This section is about motivation behind the project. See tech stack.
Some stories on HN are frustrating and time consuming for dubious value. I believe there are other people who would also like to see less of certain type of content, hence suckless hn.
-
Why doesn't this instead exist as an app into which I login as an HN user and it hides stories on my behalf?
As a user I wouldn't login into a 3rd party app. As a developer I don't want to manage user credentials.
-
Can I have custom filters configurable from a UI?
Out of scope. Create an issue or submit a PR if there's a filter you wish to use.
-
Will you change a filter I use without my knowledge?

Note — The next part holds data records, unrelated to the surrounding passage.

//! Server-Sent Events framing.
//!
//! Each event frames as `id:<id>\n` (if set), `event:<name>\n` (if set),
//! `:<comment>\n` (if set) and `data:` followed by the payload, terminated
//! by `\r\n\r\n`. Every CRLF, CR or LF inside the comment is rewritten as
//! `\r\n:`, inside the payload as `\r\ndata:`, so a conformant client
//! reassembles the original bytes. UTF-8 throughout.
//!
//! Producers usually feed events through a coroutine channel pair:
//!
//! ```
//! use switchyard::body::sse::{self, SseEvent};
//!
//! let (sender, events) = sse::channel();
//! sender.send(SseEvent::new().event("tick").data("1"));
//! drop(sender);
//! let wire: Vec<u8> = sse::frame_events(events).flatten().collect();
//! assert_eq!(wire, b"event:tick\ndata:1\r\n\r\n");
//! ```

use crate::stream::Stream;
use bytes::{BufMut, Bytes, BytesMut};
use may::sync::mpsc;

/// Content type stamped on every SSE response.
pub const CONTENT_TYPE: &str = "text/event-stream;charset=utf-8";

const CR: u8 = b'\r';
const LF: u8 = b'\n';

/// One server-sent event.
#[derive(Debug, Clone, Default, PartialEq, Eq)]
pub struct SseEvent {
    id: Option<String>,
    event: Option<String>,
    comment: Option<String>,
    data: Option<Bytes>,
}

impl SseEvent {
    pub fn new() -> Self {
        Self::default()
    }

    pub fn id(mut self, id: impl Into<String>) -> Self {
        self.id = Some(id.into());
        self
    }

    pub fn event(mut self, event: impl Into<String>) -> Self {
        self.event = Some(event.into());
        self
    }

    pub fn comment(mut self, comment: impl Into<String>) -> Self {
        self.comment = Some(comment.into());
        self
    }

    pub fn data(mut self, data: impl Into<Bytes>) -> Self {
        self.data = Some(data.into());
        self
    }
}

/// Frame a stream of events into wire bytes. Events keep their source
/// order; one event's bytes are never interleaved with another's.
pub fn frame_events(events: Stream<SseEvent>) -> Stream<Bytes> {
    events.flat_map_sequential(|event| {
        let meta = Stream::once(frame_metadata(&event));
        let framed = match &event.data {
            Some(data) => meta.concat(Stream::once(escape_data(data))),
            None => meta,
        };
        framed.concat(Stream::once(Bytes::from_static(b"\r\n\r\n")))
    })
}

/// The metadata lines of one event, ending with the `data:` marker when the
/// event carries a payload.
fn frame_metadata(event: &SseEvent) -> Bytes {
    let mut meta = BytesMut::new();
    if let Some(id) = &event.id {
        meta.put_slice(b"id:");
        meta.put_slice(id.as_bytes());
        meta.put_u8(LF);
    }
    if let Some(name) = &event.event {
        meta.put_slice(b"event:");
        meta.put_slice(name.as_bytes());
        meta.put_u8(LF);
    }
    if let Some(comment) = &event.comment {
        meta.put_u8(b':');
        meta.put_slice(escape_line_breaks(comment.as_bytes(), b"\r\n:").as_ref());
        meta.put_u8(LF);
    }
    if event.data.is_some() {
        meta.put_slice(b"data:");
    }
    meta.freeze()
}

fn escape_data(data: &Bytes) -> Bytes {
    escape_line_breaks(data, b"\r\ndata:")
}

/// Rewrite every CRLF, CR or LF as the given continuation sequence.
fn escape_line_breaks(input: &[u8], continuation: &'static [u8]) -> Bytes {
    let mut out = BytesMut::with_capacity(input.len());
    let mut i = 0;
    while i < input.len() {
        match input[i] {
            CR => {
                if input.get(i + 1) == Some(&LF) {
                    i += 1;
                }
                out.put_slice(continuation);
            }
            LF => out.put_slice(continuation),
            byte => out.put_u8(byte),
        }
        i += 1;
    }
    out.freeze()
}

/// Producer half of an SSE channel. Clone to feed events from several
/// coroutines; sends after the consumer went away are no-ops.
#[derive(Clone)]
pub struct SseSender {
    tx: mpsc::Sender<SseEvent>,
}

impl SseSender {
    pub fn send(&self, event: SseEvent) {
        let _ = self.tx.send(event);
    }
}

/// Create an SSE channel: a sender plus the event stream to hand to
/// [`crate::body::ResponseBody::sse`]. The stream completes once every
/// sender is dropped.
pub fn channel() -> (SseSender, Stream<SseEvent>) {
    let (tx, rx) = mpsc::channel();
    (SseSender { tx }, Stream::from_channel(rx))
}

#[cfg(test)]
mod tests {
    use super::*;

    fn frame_one(event: SseEvent) -> Vec<u8> {
        frame_events(Stream::once(event))
            .fold(Vec::new(), |mut acc, chunk| {
                acc.extend_from_slice(&chunk);
                acc
            })
    }

    #[test]
    fn test_full_event() {
        let framed = frame_one(SseEvent::new().id("42").event("tick").data("a"));
        assert_eq!(framed, b"id:42\nevent:tick\ndata:a\r\n\r\n");
    }

    #[test]
    fn test_data_line_breaks_become_data_lines() {
        let framed = frame_one(SseEvent::new().data("a\nb"));
        assert_eq!(framed, b"data:a\r\ndata:b\r\n\r\n");
        let framed = frame_one(SseEvent::new().data("a\r\nb\rc"));
        assert_eq!(framed, b"data:a\r\ndata:b\r\ndata:c\r\n\r\n");
    }

    #[test]
    fn test_comment_line_breaks() {
        let framed = frame_one(SseEvent::new().comment("x\ny"));
        assert_eq!(framed, b":x\r\n:y\n\r\n\r\n");
    }

    #[test]
    fn test_event_without_data_has_no_data_line() {
        let framed = frame_one(SseEvent::new().event("ping"));
        assert_eq!(framed, b"event:ping\n\r\n\r\n");
    }

    #[test]
    fn test_events_are_not_interleaved() {
        let events = Stream::from_iter([
            SseEvent::new().data("1"),
            SseEvent::new().data("2"),
        ]);
        let framed: Vec<u8> = frame_events(events).fold(Vec::new(), |mut acc, chunk| {
            acc.extend_from_slice(&chunk);
            acc
        });
        assert_eq!(framed, b"data:1\r\n\r\ndata:2\r\n\r\n");
    }

    #[test]
    fn test_channel_pair() {
        let (sender, events) = channel();
        sender.send(SseEvent::new().data("x"));
        drop(sender);
        let framed: Vec<u8> = frame_events(events).flatten().collect();
        assert_eq!(framed, b"data:x\r\n\r\n");
    }
}
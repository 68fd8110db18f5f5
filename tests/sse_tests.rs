use bytes::Bytes;
use switchyard::body::sse::{self, SseEvent};
use switchyard::stream::Stream;

fn frame_all(events: Vec<SseEvent>) -> Vec<u8> {
    sse::frame_events(Stream::from_iter(events)).fold(Vec::new(), |mut acc, chunk| {
        acc.extend_from_slice(&chunk);
        acc
    })
}

/// Minimal conformant SSE client: reassembles `{id, event, comment, data}`
/// tuples from the wire form.
#[derive(Debug, Default, PartialEq)]
struct ParsedEvent {
    id: Option<String>,
    event: Option<String>,
    comment: Option<String>,
    data: Option<Vec<u8>>,
}

fn parse_frames(wire: &[u8]) -> Vec<ParsedEvent> {
    let text = std::str::from_utf8(wire).unwrap();
    let mut events = Vec::new();
    for block in text.split("\r\n\r\n").filter(|block| !block.is_empty()) {
        let mut event = ParsedEvent::default();
        let mut data_lines: Vec<&str> = Vec::new();
        let mut comment_lines: Vec<&str> = Vec::new();
        for line in block.split(|c| c == '\r' || c == '\n').filter(|l| !l.is_empty()) {
            if let Some(value) = line.strip_prefix("id:") {
                event.id = Some(value.to_string());
            } else if let Some(value) = line.strip_prefix("event:") {
                event.event = Some(value.to_string());
            } else if let Some(value) = line.strip_prefix("data:") {
                data_lines.push(value);
            } else if let Some(value) = line.strip_prefix(":") {
                comment_lines.push(value);
            }
        }
        if !data_lines.is_empty() {
            event.data = Some(data_lines.join("\n").into_bytes());
        }
        if !comment_lines.is_empty() {
            event.comment = Some(comment_lines.join("\n"));
        }
        events.push(event);
    }
    events
}

#[test]
fn test_full_event_layout() {
    let wire = frame_all(vec![SseEvent::new().id("42").event("tick").data("a\nb")]);
    assert_eq!(wire, b"id:42\nevent:tick\ndata:a\r\ndata:b\r\n\r\n");
}

#[test]
fn test_round_trip_recovers_tuples() {
    let originals = vec![
        SseEvent::new().id("1").event("tick").data("plain"),
        SseEvent::new().data("line1\nline2\r\nline3\rline4"),
        SseEvent::new().id("2").comment("keep\nalive").data("x"),
        SseEvent::new().event("ping"),
    ];
    let wire = frame_all(originals);
    let parsed = parse_frames(&wire);

    assert_eq!(
        parsed,
        vec![
            ParsedEvent {
                id: Some("1".into()),
                event: Some("tick".into()),
                comment: None,
                data: Some(b"plain".to_vec()),
            },
            ParsedEvent {
                id: None,
                event: None,
                comment: None,
                data: Some(b"line1\nline2\nline3\nline4".to_vec()),
            },
            ParsedEvent {
                id: Some("2".into()),
                event: None,
                comment: Some("keep\nalive".into()),
                data: Some(b"x".to_vec()),
            },
            ParsedEvent {
                id: None,
                event: Some("ping".into()),
                comment: None,
                data: None,
            },
        ]
    );
}

#[test]
fn test_utf8_payload_survives() {
    let wire = frame_all(vec![SseEvent::new().data("héllo\n世界")]);
    let parsed = parse_frames(&wire);
    assert_eq!(parsed[0].data.as_deref(), Some("héllo\n世界".as_bytes()));
}

#[test]
fn test_channel_feeds_ordered_events() {
    let (sender, events) = sse::channel();
    let producer = std::thread::spawn(move || {
        for i in 0..3 {
            sender.send(SseEvent::new().data(format!("tick {i}")));
        }
    });
    producer.join().unwrap();

    let wire: Vec<Bytes> = sse::frame_events(events).collect();
    let text = wire.iter().fold(Vec::new(), |mut acc, chunk| {
        acc.extend_from_slice(chunk);
        acc
    });
    assert_eq!(
        text,
        b"data:tick 0\r\n\r\ndata:tick 1\r\n\r\ndata:tick 2\r\n\r\n"
    );
}

#[test]
fn test_sse_body_sets_content_type() {
    let mut response = switchyard::Response::new();
    response
        .body()
        .sse(Stream::once(SseEvent::new().data("x")))
        .unwrap();
    let assembled = switchyard::body::assemble(response.take_body(), None).unwrap();
    assert!(assembled
        .headers
        .iter()
        .any(|(name, value)| *name == "content-type"
            && value == "text/event-stream;charset=utf-8"));
}
// Forma JSON del resultado: vocabulario del adaptador externo

use serde_json::{json, Value};
use tabulex_solver::{two_phase_solve, ConstraintOp, LpProblem, Sense, SolveResult, SolveStatus};

fn sample_problem() -> LpProblem {
    LpProblem {
        sense: Sense::Maximization,
        objective: vec![3.0, 5.0],
        constraints: vec![vec![1.0, 0.0], vec![0.0, 2.0], vec![3.0, 2.0]],
        rhs: vec![4.0, 12.0, 18.0],
        operators: vec![ConstraintOp::Le, ConstraintOp::Le, ConstraintOp::Le],
    }
}

#[test]
fn test_request_vocabulary_is_accepted() {
    let payload = r#"{
        "problem_type": "maximization",
        "C": [3, 5],
        "LI": [[1, 0], [0, 2], [3, 2]],
        "LD": [4, 12, 18],
        "O": ["<=", "<=", "<="]
    }"#;

    let problem: LpProblem = serde_json::from_str(payload).unwrap();
    assert_eq!(problem, sample_problem());

    let minimization = r#"{
        "problem_type": "minimization",
        "C": [2, 3],
        "LI": [[1, -1], [3, 2]],
        "LD": [2, 12],
        "O": [">=", "<="]
    }"#;

    let problem: LpProblem = serde_json::from_str(minimization).unwrap();
    assert_eq!(problem.sense, Sense::Minimization);
    assert_eq!(problem.operators, vec![ConstraintOp::Ge, ConstraintOp::Le]);
}

#[test]
fn test_status_literals_are_exact() {
    assert_eq!(
        serde_json::to_value(SolveStatus::Optimal).unwrap(),
        json!("optimo")
    );
    assert_eq!(
        serde_json::to_value(SolveStatus::Infeasible).unwrap(),
        json!("infactible")
    );
    assert_eq!(
        serde_json::to_value(SolveStatus::Unbounded).unwrap(),
        json!("no acotado")
    );
    assert_eq!(
        serde_json::to_value(SolveStatus::IterationCap).unwrap(),
        json!("max_iterations_reached")
    );
}

#[test]
fn test_optimal_result_shape() {
    let result = two_phase_solve(&sample_problem()).unwrap();
    let value = serde_json::to_value(&result).unwrap();

    assert_eq!(value["status"], json!("optimo"));
    assert_eq!(value["solucion"]["valor_optimo"], json!(36.0));
    assert_eq!(value["solucion"]["variables"]["x1"], json!(2.0));
    assert_eq!(value["solucion"]["variables"]["x2"], json!(6.0));

    let tables = value["tablas"].as_array().unwrap();
    assert!(!tables.is_empty());

    let first = &tables[0];
    assert_eq!(first["titulo"], json!("Fase 0 - Iteración 1"));
    assert_eq!(first["headers"][0], json!("Base"));
    assert_eq!(
        first["headers"].as_array().unwrap().last().unwrap(),
        &json!("LD (RHS)")
    );

    // Las filas son arreglos planos: etiqueta seguida de números
    let row = first["filas"][0].as_array().unwrap();
    assert_eq!(row[0], json!("s1"));
    assert!(row[1..].iter().all(Value::is_number));

    let objective_row = first["fila_obj"].as_array().unwrap();
    assert_eq!(objective_row[0], json!("Z"));
    assert_eq!(objective_row[1], json!(-3.0));
}

#[test]
fn test_terminal_states_have_null_solution() {
    let infeasible = two_phase_solve(&LpProblem {
        sense: Sense::Maximization,
        objective: vec![2.0, 3.0],
        constraints: vec![vec![1.0, 1.0], vec![1.0, 1.0]],
        rhs: vec![2.0, 5.0],
        operators: vec![ConstraintOp::Le, ConstraintOp::Ge],
    })
    .unwrap();

    let value = serde_json::to_value(&infeasible).unwrap();
    assert_eq!(value["status"], json!("infactible"));
    assert!(value["solucion"].is_null());
}

#[test]
fn test_result_round_trip() {
    let result = two_phase_solve(&sample_problem()).unwrap();

    let text = serde_json::to_string(&result).unwrap();
    let parsed: SolveResult = serde_json::from_str(&text).unwrap();

    assert_eq!(parsed, result);
}

#[test]
fn test_two_phase_result_round_trip() {
    let result = two_phase_solve(&LpProblem {
        sense: Sense::Minimization,
        objective: vec![4.0, 1.0],
        constraints: vec![vec![3.0, 1.0], vec![4.0, 3.0], vec![1.0, 2.0]],
        rhs: vec![3.0, 6.0, 4.0],
        operators: vec![ConstraintOp::Eq, ConstraintOp::Ge, ConstraintOp::Le],
    })
    .unwrap();

    let text = serde_json::to_string(&result).unwrap();
    let parsed: SolveResult = serde_json::from_str(&text).unwrap();

    assert_eq!(parsed, result);
}
use std::collections::BTreeMap;

use serde::{Deserialize, Serialize};

use super::snapshot::TableauSnapshot;

/// Estado terminal de una resolución
///
/// Los literales en serie son parte del contrato externo y deben
/// preservarse tal cual.
#[derive(Debug, Clone, Copy, PartialEq, Eq, Serialize, Deserialize)]
pub enum SolveStatus {
    #[serde(rename = "optimo")]
    Optimal,
    #[serde(rename = "infactible")]
    Infeasible,
    #[serde(rename = "no acotado")]
    Unbounded,
    #[serde(rename = "max_iterations_reached")]
    IterationCap,
}

impl SolveStatus {
    /// Literal del contrato externo
    pub fn as_str(self) -> &'static str {
        match self {
            SolveStatus::Optimal => "optimo",
            SolveStatus::Infeasible => "infactible",
            SolveStatus::Unbounded => "no acotado",
            SolveStatus::IterationCap => "max_iterations_reached",
        }
    }
}

/// Solución óptima extraída del tableau final
#[derive(Debug, Clone, PartialEq, Serialize, Deserialize)]
pub struct Solution {
    /// Valor de z, con el signo revertido para minimización
    #[serde(rename = "valor_optimo")]
    pub objective_value: f64,

    /// Valor por etiqueta: decisión y holguras/excesos, cero si no básica
    pub variables: BTreeMap<String, f64>,
}

/// Resultado completo: estado, historial de tablas y solución
#[derive(Debug, Clone, PartialEq, Serialize, Deserialize)]
pub struct SolveResult {
    pub status: SolveStatus,

    /// Instantáneas en orden temporal estricto, ambas fases incluidas
    #[serde(rename = "tablas")]
    pub tableaux: Vec<TableauSnapshot>,

    /// Presente solo cuando `status` es `optimo`
    #[serde(rename = "solucion")]
    pub solution: Option<Solution>,
}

I am reluctant to change the logic of a filter once it's published. However if it absolutely needs to happen, you'll be informed by a short update notice at the bottom of the page.
-
Why not ML?
I prefer a set of transparent and readable rules to decide what I don't see. Plus that's easier.
A filter is given a story data and flags the story if it passes the filter. Feel free to create an issue for any missing but useful filter.
Each filter has a two landing pages. One with only stories which were flagged,
one with anything but. This is decided by two modifiers: +
and -
. For
example to only see stories from large newspapers visit
https://sucklesshn.porkbrain.com/+bignews
.
To get HN without large newspapers visit
https://sucklesshn.porkbrain.com/-bignews
.
There are also groups of filters. For example
https://sucklesshn.porkbrain.com/-amfg-bignews
filters out large newspapers and all mentions of big tech. This also happens
to be the default view on the homepage. -
modifier in a group is
conjunctive, i.e. only stories which didn't pass any of the filters are shown.
+
modifier is disjunctive, i.e. stories which passed any of the filters are
shown. For example
sucklesshn.porkbrain.com/+askhn+showhn
shows "Show HN" or "Ask HN" stories.
List of implemented filters:
-
+bignews
/-bignews
flags urls from large news sites Bloomberg, VICE, The Guardian, WSJ, CNBC, BBC, Forbes, Spectator, LA Times, The Hill and NY Times. More large news may be added later. Any general news website which has ~60 submissions (2 pages) in the past year falls into this category. HN search query:https://hn.algolia.com/?dateRange=pastYear&page=2&prefix=true&sort=byPopularity&type=story&query=${DOMAIN}
. -
+amfg
/-amfg
flags titles which mention "Google", "Facebook", "Apple" or "Microsoft". No more endless Google-bashing comment binging at 3 AM. Most of the time the submissions are scandalous and comment sections low entropy but addictive. -
special
+all
front page which includes all HN top stories
List of filter groups:
Filters in a group are alphabetically sorted ASC.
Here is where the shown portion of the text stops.